What has Operation Grange published about its findings and what investigative steps remain open?
Executive summary
Operation Grange publicly set out that its initial task was an investigative review of all prior inquiries into Madeleine McCann’s disappearance and that, since becoming a full investigation in 2013, it has worked with Portuguese and German authorities to pursue specific, focused lines of inquiry [1]. The Met says the vast majority of the review work has been completed and that the team has been repeatedly scaled back to a small number of officers following those focused lines of inquiry, even while funding extensions have been granted to keep particular leads open [2] [3] [4] [5].
1. What Operation Grange has published about its findings
The Metropolitan Police have published that Operation Grange consolidated and re-examined tens of thousands of documents and disparate international material, reviewed reported sightings and checked hundreds of suspects and sex offenders, and in doing so completed the bulk of the review phase of the investigation [2]. Public statements from the Met and from the McCanns acknowledge that while the force “do not know what happened to Madeleine,” the work has produced “a small number of focused lines of inquiry” that justified retaining a much smaller, ongoing team [3] [2] [6]. The force has also publicly confirmed ongoing cooperation with Portuguese and German law enforcement as part of those lines of inquiry [1] [5].

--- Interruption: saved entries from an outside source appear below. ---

#[derive(Debug, Clone, Default, PartialEq, Eq, Serialize, Deserialize)]
pub struct GroupFlags {
    pub shirva_setu: bool,
    pub dukhad_nidhan: bool,
    pub sgnx: bool,
    pub sgnx_parent: bool,
}

/// Everything the add-member and edit-member forms submit.
#[derive(Debug, Clone, PartialEq, Eq, Serialize, Deserialize)]
pub struct MemberForm {
    pub first_name: String,
    pub middle_name: Option<String>,
    pub last_name: String,
    pub gender: Gender,
    pub relation: Relation,
    pub marital_status: MaritalStatus,
    pub date_of_birth: NaiveDate,
    pub phone_number: Option<String>,
    pub email: Option<String>,
    pub lifemember: bool,
    #[serde(default)]
    pub education: EducationDetails,
    #[serde(default)]
    pub occupation: OccupationDetails,
    #[serde(default)]
    pub health: HealthDetails,
    #[serde(default)]
    pub groups: GroupFlags,
}

fn clean(value: &Option<String>) -> Option<String> {
    value
        .as_deref()
        .map(str::trim)
        .filter(|v| !v.is_empty())
        .map(str::to_string)
}

fn required(field: &'static str, value: &str) -> Result<String, CensusError> {
    let trimmed = value.trim();
    if trimmed.is_empty() {
        return Err(CensusError::validation(field, "is required"));
    }
    Ok(trimmed.to_string())
}

impl MemberForm {
    /// The resident row this form describes, validated and trimmed.
    fn to_resident(&self, resident_id: ResidentId) -> Result<Resident, CensusError> {
        let email = clean(&self.email);
        if let Some(email) = &email {
            if !email.contains('@') {
                return Err(CensusError::validation("email", "must contain '@'"));
            }
        }
        Ok(Resident {
            resident_id,
            first_name: required("first_name", &self.first_name)?,
            middle_name: clean(&self.middle_name),
            last_name: required("last_name", &self.last_name)?,
            gender: self.gender,
            relation: self.relation,
            marital_status: self.marital_status,
            date_of_birth: self.date_of_birth,
            phone_number: clean(&self.phone_number),
            email,
            lifemember: self.lifemember,
            household_id: None,
            created_at: Utc::now(),
        })
    }

    fn satellites(&self, resident_id: ResidentId) -> SatelliteRows {
        SatelliteRows {
            education: Education {
                resident_id,
                highest_qualification: clean(&self.education.highest_qualification),
                school_or_college_name: clean(&self.education.school_or_college_name),
                year_of_completion: self.education.year_of_completion,
            },
            occupation: Occupation {
                resident_id,
                occupation: self.occupation.occupation,
                profession: clean(&self.occupation.profession),
                work_location: clean(&self.occupation.work_location),
            },
            health: HealthRecord {
                resident_id,
                blood_group: self.health.blood_group,
                mediclaim: YesNo::from(self.health.mediclaim),
                thalassemia: self.health.thalassemia,
                g6pd: YesNo::from(self.health.g6pd),
            },
            groups: GroupMembership {
                resident_id,
                shirva_setu: self.groups.shirva_setu,
                dukhad_nidhan: self.groups.dukhad_nidhan,
                sgnx: self.groups.sgnx,
                sgnx_parent: self.groups.sgnx_parent,
            },
        }
    }
}

struct SatelliteRows {
    education: Education,
    occupation: Occupation,
    health: HealthRecord,
    groups: GroupMembership,
}

impl SatelliteRows {
    /// Upsert all four, returning the failures in table order.
    fn write(&self, store: &dyn EntityStore, stop_at_first: bool) -> Vec<SatelliteFailure> {
        let mut failures = Vec::new();
        for table in CensusTable::SATELLITES {
            let result = match table {
                CensusTable::Education => store.upsert_education(&self.education),
                CensusTable::Occupation => store.upsert_occupation(&self.occupation),
                CensusTable::HealthRecords => store.upsert_health(&self.health),
                _ => store.upsert_groups(&self.groups),
            };
            if let Err(e) = result {
                failures.push(SatelliteFailure {
                    table,
                    error: e.to_string(),
                });
                if stop_at_first {
                    break;
                }
            }
        }
        failures
    }
}

/// Insert a resident under the household rule.
///
/// Head: resident (no household) → household headed by it → link.
/// Other: joins `current_household`, whose member count goes up by one.
/// Meant to run inside a unit of work.
pub(crate) fn insert_member(
    tx: &dyn EntityStore,
    mut resident: Resident,
    current_household: Option<HouseholdId>,
) -> Result<Resident, CensusError> {
    if resident.is_head() {
        resident.household_id = None;
        tx.insert_resident(&resident)?;
        let household = Household::founded_by(resident.resident_id);
        tx.insert_household(&household)?;
        tx.set_resident_household(resident.resident_id, household.household_id)?;
        resident.household_id = Some(household.household_id);
        log::info!(
            "household {} founded by {}",
            household.household_id,
            resident.resident_id
        );
        return Ok(resident);
    }

    let household_id = current_household.ok_or(CensusError::MissingHousehold)?;
    if tx.find_household(household_id)?.is_none() {
        log::warn!("session points at missing household {household_id}");
        return Err(CensusError::MissingHousehold);
    }
    resident.household_id = Some(household_id);
    tx.insert_resident(&resident)?;
    tx.increment_members(household_id)?;
    Ok(resident)
}

/// A household member with the derived values the dashboard shows.
#[derive(Debug, Clone, PartialEq, Eq, Serialize)]
pub struct FamilyMember {
    pub resident: Resident,
    pub age: i32,
    pub occupation: Option<OccupationKind>,
}

/// The signed-in user's household at a glance.
#[derive(Debug, Clone, PartialEq, Eq, Serialize)]
pub struct FamilyOverview {
    pub household: Household,
    pub members: Vec<FamilyMember>,
    /// Under 18.
    pub children: usize,
    /// 18 to 59.
    pub adults: usize,
    /// 60 and over.
    pub elders: usize,
}

impl FamilyOverview {
    /// Members whose name, relation or occupation contains `query`,
    /// ignoring case. An empty query matches everyone.
    pub fn search(&self, query: &str) -> Vec<&FamilyMember> {
        let needle = query.trim().to_lowercase();
        self.members
            .iter()
            .filter(|m| {
                needle.is_empty()
                    || m.resident.full_name().to_lowercase().contains(&needle)
                    || m.resident.relation.as_str().to_lowercase().contains(&needle)
                    || m.occupation
                        .map(|o| o.as_str().to_lowercase().contains(&needle))
                        .unwrap_or(false)
            })
            .collect()
    }
}

/// Member registration and editing over an [`EntityStore`].
pub struct HouseholdService<'a> {
    store: &'a dyn EntityStore,
    satellite_writes: SatelliteWrites,
}
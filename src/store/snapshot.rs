//! The full joined census dataset, read once per page load.

use super::EntityStore;
use crate::executor::StoreError;
use crate::model::{
    Education, GroupMembership, HealthRecord, Household, HouseholdId, Occupation, Resident,
    ResidentId, ResidentProfile,
};
use may::coroutine::JoinHandle;
use std::collections::HashMap;
use std::sync::Arc;

/// Every resident (in `created_at`, `resident_id` order), every household
/// and every satellite row.
#[derive(Debug, Clone, Default)]
pub struct CensusSnapshot {
    pub residents: Vec<Resident>,
    pub households: Vec<Household>,
    pub education: Vec<Education>,
    pub occupation: Vec<Occupation>,
    pub health: Vec<HealthRecord>,
    pub groups: Vec<GroupMembership>,
}

fn spawn_read<S, T, F>(store: &Arc<S>, read: F) -> JoinHandle<Result<T, StoreError>>
where
    S: EntityStore + Send + Sync + 'static,
    T: Send + 'static,
    F: FnOnce(&S) -> Result<T, StoreError> + Send + 'static,
{
    let store = Arc::clone(store);
    may::go!(move || read(&store))
}

fn join<T>(handle: JoinHandle<Result<T, StoreError>>, table: &str) -> Result<T, StoreError> {
    match handle.join() {
        Ok(result) => result,
        Err(e) => Err(StoreError::Other(format!("reading {table} panicked: {e:?}"))),
    }
}

impl CensusSnapshot {
    /// Read every table one after another.
    ///
    /// # Errors
    ///
    /// Returns the first `StoreError` any read produces.
    pub fn load(store: &dyn EntityStore) -> Result<Self, StoreError> {
        Ok(Self {
            residents: store.list_residents()?,
            households: store.list_households()?,
            education: store.list_education()?,
            occupation: store.list_occupation()?,
            health: store.list_health()?,
            groups: store.list_groups()?,
        })
    }

    /// Read every table in its own coroutine and wait for all of them.
    ///
    /// # Errors
    ///
    /// Returns the first `StoreError` in table order, after every read finished.
    pub fn load_concurrent<S>(store: Arc<S>) -> Result<Self, StoreError>
    where
        S: EntityStore + Send + Sync + 'static,
    {
        let residents = spawn_read(&store, |s| s.list_residents());
        let households = spawn_read(&store, |s| s.list_households());
        let education = spawn_read(&store, |s| s.list_education());
        let occupation = spawn_read(&store, |s| s.list_occupation());
        let health = spawn_read(&store, |s| s.list_health());
        let groups = spawn_read(&store, |s| s.list_groups());

        let residents = join(residents, "residents");
        let households = join(households, "households");
        let education = join(education, "education");
        let occupation = join(occupation, "occupation");
        let health = join(health, "health_records");
        let groups = join(groups, "group_memberships");

        Ok(Self {
            residents: residents?,
            households: households?,
            education: education?,
            occupation: occupation?,
            health: health?,
            groups: groups?,
        })
    }

    pub fn household(&self, id: HouseholdId) -> Option<&Household> {
        self.households.iter().find(|h| h.household_id == id)
    }

    pub fn resident(&self, id: ResidentId) -> Option<&Resident> {
        self.residents.iter().find(|r| r.resident_id == id)
    }

    /// Occupation rows in resident order; rows for unknown residents last.
    pub fn occupations_in_resident_order(&self) -> Vec<&Occupation> {
        ordered_by_resident(&self.residents, &self.occupation, |o| o.resident_id)
    }

    /// Education rows in resident order; rows for unknown residents last.
    pub fn education_in_resident_order(&self) -> Vec<&Education> {
        ordered_by_resident(&self.residents, &self.education, |e| e.resident_id)
    }

    /// One profile per resident, in resident order.
    pub fn profiles(&self) -> Vec<ResidentProfile> {
        let households: HashMap<HouseholdId, &Household> =
            self.households.iter().map(|h| (h.household_id, h)).collect();
        let education = index(&self.education, |e| e.resident_id);
        let occupation = index(&self.occupation, |o| o.resident_id);
        let health = index(&self.health, |h| h.resident_id);
        let groups = index(&self.groups, |g| g.resident_id);

        self.residents
            .iter()
            .map(|r| {
                let id = r.resident_id;
                ResidentProfile {
                    resident: r.clone(),
                    household: r
                        .household_id
                        .and_then(|h| households.get(&h))
                        .map(|h| (*h).clone()),
                    education: education.get(&id).map(|e| (*e).clone()),
                    occupation: occupation.get(&id).map(|o| (*o).clone()),
                    health: health.get(&id).map(|h| (*h).clone()),
                    groups: groups.get(&id).map(|g| (*g).clone()),
                }
            })
            .collect()
    }
}

fn index<T>(rows: &[T], key: impl Fn(&T) -> ResidentId) -> HashMap<ResidentId, &T> {
    rows.iter().map(|row| (key(row), row)).collect()
}

fn ordered_by_resident<'a, T>(
    residents: &[Resident],
    rows: &'a [T],
    key: impl Fn(&T) -> ResidentId,
) -> Vec<&'a T> {
    let position: HashMap<ResidentId, usize> = residents
        .iter()
        .enumerate()
        .map(|(i, r)| (r.resident_id, i))
        .collect();
    let mut ordered: Vec<&T> = rows.iter().collect();
    ordered.sort_by_key(|row| position.get(&key(row)).copied().unwrap_or(usize::MAX));
    ordered
}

2. What the publications reveal about resources, staffing and funding
The Met’s disclosures and parliamentary answers show Operation Grange has repeatedly received Home Office contingency funding extensions and special grants over the years, pushing cumulative spend into the millions and with continuing annual allocations to keep a small team active [4] [7] [5] [8]. Media reports and Freedom of Information material indicate the team has been reduced from dozens of officers during the review phase to only a handful of part‑time staff in recent years — often reported as three officers and one staff member — a fact the Met acknowledges while saying resourcing is “flexed” according to new information [2] [9] [7] [10].
3. Where public reporting highlights investigative progress — and where it does not
Reports point to focused activity on particular leads — including, as publicly stated, liaison with German authorities who have identified a suspect in their separate inquiries — but the Met has not published forensic or operational detail that would identify active suspects or disclose current investigative tactics, citing the risk of compromising an ongoing criminal investigation [5] [11]. Press and campaign sources emphasise the Met’s painstaking collation of material and checks of thousands of leads and sightings, but the publicly available material stops short of releasing the operational findings or evidence that substantively narrow the list of plausible scenarios in open reporting [2] [6].
4. What investigative steps the Met says remain open
According to Met statements and recent funding approvals, Operation Grange continues to support international enquiries and pursue “a small number of focused lines of enquiry,” using limited staff to follow up specific leads, and the Home Office has continued to award grants to enable those actions [1] [3] [7] [8]. The force’s public posture is that while the large review is complete, targeted investigative work — cross-border evidence gathering, follow-ups on intelligence and liaison with Portuguese and German counterparts — is still being undertaken where necessary [1] [10] [8].
5. Constraints, alternative perspectives and gaps in the public record
Independent commentators and former officers have criticised the small remaining team as insufficient for substantial new work and suggested some funding merely sustains the inquiry’s existence as much as it advances it, while the Met counters that resources are sized to active leads and that disclosure would prejudice the investigation [9] [11]. The publicly available record—press releases, parliamentary answers and campaign updates—documents the investigation’s scope, funding and cooperation but does not permit assessment of the evidential weight behind current leads nor reveal what operational steps (e.g., searches, warrants or forensic analyses) remain authorised or planned; those specifics have been withheld on grounds of protecting an ongoing criminal inquiry [11] [10].